Using the Best Fat to Lean Ratio In Making Sausage


  • Admin

    WaltonsTV: Correct Fat to Lean Ratios

    Meat Hacks: Using the Best Fat to Lean Ratio In Making Sausage

    How much fat should you use when making sausage? Watch the full video below, read the highlights here, and then post your comments or questions below.

    What Is The Best Fat To Lean Ratio In Making Sausage?
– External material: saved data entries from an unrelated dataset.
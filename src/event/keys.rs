// Copyright 2026 Layne Penney
// SPDX-License-Identifier: AGPL-3.0-or-later

//! Recognized telemetry property keys.

use std::fmt;
use std::str::FromStr;

use serde::{Deserialize, Deserializer, Serialize, Serializer};

use crate::error::EventError;

/// Prefix shared by every wire key.
pub const KEY_PREFIX: &str = "authtel.";

macro_rules! property_keys {
    ($($(#[$doc:meta])* $variant:ident => $wire:literal,)+) => {
        /// A telemetry property key.
        ///
        /// The set is closed: raw strings are only accepted through [`FromStr`],
        /// which rejects anything not listed here.
        #[derive(Debug, Clone, Copy, PartialEq, Eq, PartialOrd, Ord, Hash)]
        pub enum PropertyKey {
            $($(#[$doc])* $variant,)+
        }

        impl PropertyKey {
            /// Every recognized key, in declaration order.
            pub const ALL: &'static [PropertyKey] = &[$(PropertyKey::$variant,)+];

            /// Wire-stable identifier for this key.
            pub const fn as_str(self) -> &'static str {
                // `concat!` only takes literals; this must stay equal to KEY_PREFIX.
                match self {
                    $(PropertyKey::$variant => concat!("authtel.", $wire),)+
                }
            }
        }
    };
}

property_keys! {
    /// Name of the event, set at construction.
    EventName => "event_name",
    HttpUserAgent => "user_agent",
    HttpMethod => "method",
    HttpQueryParameters => "query_params",
    HttpResponseCode => "response_code",
    HttpApiVersion => "api_version",
    /// Sanitized request path with the tenant segment removed.
    HttpPath => "http_path",
    OauthErrorCode => "oauth_error_code",
    RequestIdHeader => "x_ms_request_id",
    ServerErrorCode => "server_error_code",
    ServerSubErrorCode => "server_sub_error_code",
    /// Refresh token age reported by the server.
    TokenAge => "rt_age",
    /// Deployment ring that served the request.
    SpeInfo => "spe_info",
    HttpEventCount => "http_event_count",
    CacheEventCount => "cache_event_count",
    TokenType => "token_type",
    TokenTypeIsRt => "is_rt",
    TokenTypeIsMrrt => "is_mrrt",
    TokenTypeIsFrt => "is_frt",
}

impl fmt::Display for PropertyKey {
    fn fmt(&self, f: &mut fmt::Formatter<'_>) -> fmt::Result {
        f.write_str(self.as_str())
    }
}

impl FromStr for PropertyKey {
    type Err = EventError;

    fn from_str(s: &str) -> Result<Self, Self::Err> {
        PropertyKey::ALL
            .iter()
            .copied()
            .find(|key| key.as_str() == s)
            .ok_or_else(|| EventError::UnknownKey(s.to_string()))
    }
}

impl Serialize for PropertyKey {
    fn serialize<S>(&self, serializer: S) -> Result<S::Ok, S::Error>
    where
        S: Serializer,
    {
        serializer.serialize_str(self.as_str())
    }
}

impl<'de> Deserialize<'de> for PropertyKey {
    fn deserialize<D>(deserializer: D) -> Result<Self, D::Error>
    where
        D: Deserializer<'de>,
    {
        let raw = String::deserialize(deserializer)?;
        raw.parse().map_err(serde::de::Error::custom)
    }
}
    Using the correct lean to fat ratio when making sausage is going to help in several different aspects towards making a better meat product. The first thing it is going to do is help with flavor. Simply put, fat equals flavor. So, the more fat you use the more flavorful the final meat product is going to be. You don’t want to use too much fat though because too much fat will have a different flavor and consistency in the final product that people are not familiar with or prefer. Too lean of meat can cause the final product to be dry and crumbly with a low amount of flavor. Then, it also helps out with the appearance of your meat products and having a good looking particle definition in the final product. Fat is also cheaper than lean meat, so using more fat will make your products less expensive as well. Sausage is also easier to make, process, and stuff into casings when the fat content is correct. If the meat is too lean, stuffing smaller diameter meat snacks will be a lot more work for you and your sausage stuffer (especially hand crank sausage stuffers).

    What Lean to Fat Ratio Does Walton’s Recommend?

    It does depend on the meat product you are making, but as a general rule of thumb, we recommend using a ratio of 70% lean to 30% fat (or 70/30). You can go up to a 60/40 ratio for many meat products, but that would be the maximum we’d recommend. An 80/20 lean to fat ratio can be used in some instances and can still work out well, but if you get up towards a 90/10 lean to fat ratio, problems with the meat being dry, crumbly, and keeping an outstanding flavor will become difficult to manage.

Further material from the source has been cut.